The bass playing is quite good. Not only do the lines bustle along with a kinetic, workmanlike utility similar to fellow New Yorkers Anthrax, but Dan Lilker loads in the fills and sufficiently anchors what many people today would probably consider a relatively simplistic palette of axe rhythms. Evans is mildly more forceful than on the debut, with some of his own refined fills heightening the intensity, and the guitars implement a lot of atmosphere to round out the crude, belligerent rhythms (like the melodies in the bridge of "Brainwashed"), a component they drew forward from their moodier pieces like "Brain Dead" or "The Plague". Connelly seems more emotive in his singing, though that might just come from the better lyrical configurations. These guys truly know how to get the pits worked up and the dead proteins whipping in their audience, and a huge part of that is the message behind what they're singing. Survive encourages intelligence and individuality to a fault with tracks like "Brainwashed" and "F#". This isn't poetry, and the lyrics and concept might seem rather plebeian to a modern audience, but in 1988 we needed all the ammunition we could to battle the hordes of  Bon Jovi and Poison drones, and Nuclear Assault provided us with an entire silo of rockets and rounds.

Where the album really excels for me beyond its elder sibling is in the songwriting. There are still a few of those flighty, cheesy briefs like "PSA" and "Got Another Quarter" which speed past in such a blur that they hardly matter. The cover of Led Zeppelin's "Good Times, Bad Times" does nothing for me, not because I can't appreciate the band's love of classic rock or the contrast against the harder originals, but I feel like they might have made it far more incendiary and a better fit to the remainder. Survive is not an album I wanna turn to for hard rock grooves and firing up a bong. It's for flinging manhole covers at the passing vehicles of police and politicians, or subway rumbling with Ajax and Swan. So, while it's not at all a bad version of the 1969 classic, I've always felt like one of these things did not belong with the other. Otherwise, though, you're getting about 28 minutes of knuckle dusting, pavement scraping apocalyptic entertainment the likes of which you're just not going to hear outside of other classics, like the painfully underrated Act of God (ZnoWhite).

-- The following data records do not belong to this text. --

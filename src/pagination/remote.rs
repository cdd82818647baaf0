//! Page fetches against a paged Voyager collection
//!
//! Voyager collections take `start`/`count` query parameters and answer with
//! `{"elements": [...], "paging": {"total": N, ...}}`.

use super::engine::PaginationEngine;
use super::types::{CollectionResult, PageRequest, PageResult};
use crate::error::{Error, Result};
use crate::session::SessionManager;
use crate::types::{JsonValue, Method};
use tracing::debug;

/// Page source for one collection path, requests go through the session
#[derive(Debug, Clone)]
pub struct RemoteCollection<'a> {
    session: &'a SessionManager,
    path: String,
    params: Vec<(String, String)>,
    start_param: String,
    count_param: String,
    elements_path: String,
    total_path: String,
}

impl<'a> RemoteCollection<'a> {
    /// Collection at `path` (relative to the API prefix)
    pub fn new(session: &'a SessionManager, path: impl Into<String>) -> Self {
        Self {
            session,
            path: path.into(),
            params: Vec::new(),
            start_param: "start".to_string(),
            count_param: "count".to_string(),
            elements_path: "elements".to_string(),
            total_path: "paging.total".to_string(),
        }
    }

    /// Add a fixed query parameter
    #[must_use]
    pub fn param(mut self, key: impl Into<String>, value: impl Into<String>) -> Self {
        self.params.push((key.into(), value.into()));
        self
    }

    /// Rename the offset and page size parameters
    #[must_use]
    pub fn cursor_params(mut self, start: impl Into<String>, count: impl Into<String>) -> Self {
        self.start_param = start.into();
        self.count_param = count.into();
        self
    }

    /// Dotted path of the element array
    #[must_use]
    pub fn elements_path(mut self, path: impl Into<String>) -> Self {
        self.elements_path = path.into();
        self
    }

    /// Dotted path of the reported total
    #[must_use]
    pub fn total_path(mut self, path: impl Into<String>) -> Self {
        self.total_path = path.into();
        self
    }

    /// Path plus query for one page
    pub fn page_path(&self, request: PageRequest) -> String {
        let mut query = url::form_urlencoded::Serializer::new(String::new());
        for (key, value) in &self.params {
            query.append_pair(key, value);
        }
        query.append_pair(&self.start_param, &request.cursor.to_string());
        query.append_pair(&self.count_param, &request.page_size.to_string());

        let separator = if self.path.contains('?') { '&' } else { '?' };
        format!("{}{separator}{}", self.path, query.finish())
    }

    /// Fetch one page
    pub async fn fetch_page(&self, request: PageRequest) -> Result<PageResult<JsonValue>> {
        let response = self
            .session
            .request_with_reauth(Method::GET, &self.page_path(request), None)
            .await?;
        let body: JsonValue = response.json()?;
        let page = self.parse_page(&body)?;

        debug!(
            path = %self.path,
            cursor = request.cursor,
            elements = page.elements.len(),
            reported_total = ?page.reported_total,
            "page received"
        );
        Ok(page)
    }

    /// Split a page body into elements and reported total
    pub fn parse_page(&self, body: &JsonValue) -> Result<PageResult<JsonValue>> {
        if !body.is_object() {
            return Err(Error::decode(format!(
                "Expected a JSON object for collection '{}'",
                self.path
            )));
        }

        let elements = match lookup(body, &self.elements_path) {
            Some(JsonValue::Array(items)) => items.clone(),
            None | Some(JsonValue::Null) => Vec::new(),
            Some(other) => {
                return Err(Error::decode(format!(
                    "'{}' is not an array (got {})",
                    self.elements_path,
                    type_name(other)
                )))
            }
        };

        let reported_total = lookup(body, &self.total_path)
            .and_then(JsonValue::as_u64)
            .map(|total| total as usize);

        Ok(PageResult::new(elements, reported_total))
    }

    /// Fetch up to `limit` elements, or everything when `limit` is `None`
    pub async fn collect(
        &self,
        engine: &PaginationEngine,
        page_size: usize,
        limit: Option<usize>,
    ) -> CollectionResult<JsonValue> {
        let fetch = move |request: PageRequest| self.fetch_page(request);
        match limit {
            Some(limit) => engine.fetch_collection(fetch, page_size, limit).await,
            None => engine.fetch_all(fetch, page_size).await,
        }
    }
}

/// Follow a dotted path (`$.` prefix optional) through nested objects
pub(crate) fn lookup<'v>(value: &'v JsonValue, path: &str) -> Option<&'v JsonValue> {
    let path = path.strip_prefix("$.").unwrap_or(path);
    if path.is_empty() || path == "$" {
        return Some(value);
    }

    let mut current = value;
    for part in path.split('.') {
        match current {
            JsonValue::Object(map) => current = map.get(part)?,
            _ => return None,
        }
    }
    Some(current)
}

fn type_name(value: &JsonValue) -> &'static str {
    match value {
        JsonValue::Null => "null",
        JsonValue::Bool(_) => "bool",
        JsonValue::Number(_) => "number",
        JsonValue::String(_) => "string",
        JsonValue::Array(_) => "array",
        JsonValue::Object(_) => "object",
    }
}
//! Wall-clock abstraction
//!
//! Cookie expiry depends on "now". Everything that compares against the
//! current time takes a `Clock` so tests can pin it.

use chrono::{DateTime, Duration, Utc};
use std::fmt::Debug;
use std::sync::{Arc, Mutex};

/// Source of the current time
pub trait Clock: Send + Sync + Debug {
    /// Current instant in UTC
    fn now(&self) -> DateTime<Utc>;
}

/// The system wall clock
#[derive(Debug, Clone, Copy, Default)]
pub struct SystemClock;

impl Clock for SystemClock {
    fn now(&self) -> DateTime<Utc> {
        Utc::now()
    }
}

/// A clock frozen at a settable instant
#[derive(Debug, Clone)]
pub struct FixedClock {
    now: Arc<Mutex<DateTime<Utc>>>,
}

impl FixedClock {
    /// Create a clock frozen at `now`
    pub fn new(now: DateTime<Utc>) -> Self {
        Self {
            now: Arc::new(Mutex::new(now)),
        }
    }

    /// Move the clock to `now`
    pub fn set(&self, now: DateTime<Utc>) {
        *self.now.lock().unwrap_or_else(std::sync::PoisonError::into_inner) = now;
    }

    /// Move the clock forward
    pub fn advance(&self, by: Duration) {
        let mut guard = self.now.lock().unwrap_or_else(std::sync::PoisonError::into_inner);
        *guard += by;
    }
}

impl Clock for FixedClock {
    fn now(&self) -> DateTime<Utc> {
        *self.now.lock().unwrap_or_else(std::sync::PoisonError::into_inner)
    }
}

/// Shared clock handle
pub type SharedClock = Arc<dyn Clock>;

/// Default clock handle
pub fn system_clock() -> SharedClock {
    Arc::new(SystemClock)
}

"Brainwashed" is the towering juggernaut here, a mid-paced anti-TV/radio brawler which earns points not only for its unforgettable, iconic chorus of 'why don't you think for yourself ' but also for the gleaming knife like leads, bridge atmosphere, and for including the phrase 'regurgitated pap' under its eaves. This also had quite a cool video with the guys moshing around their local turf, creating havoc, Connelly standing on stage for his close ups with an utter lack of pretension, just a baseball hat and ANGER. Again, as I mentioned on the previous review, there was no sense of separation between this band and their audience. These were the dudes standing next to you at the gig. They WERE you, only given a louder voice through vexed, precision thrashing. Easily one of my favorite headbanging tunes of 1988, which is saying a lot, since more than any other the year was over saturated with excellence (to the point that, as much as I enjoy Survive, it wouldn't even have made my year's end top 20). This brought the word 'conformist' to the forefront of my vocabulary to the point that I must have pissed off everyone I knew.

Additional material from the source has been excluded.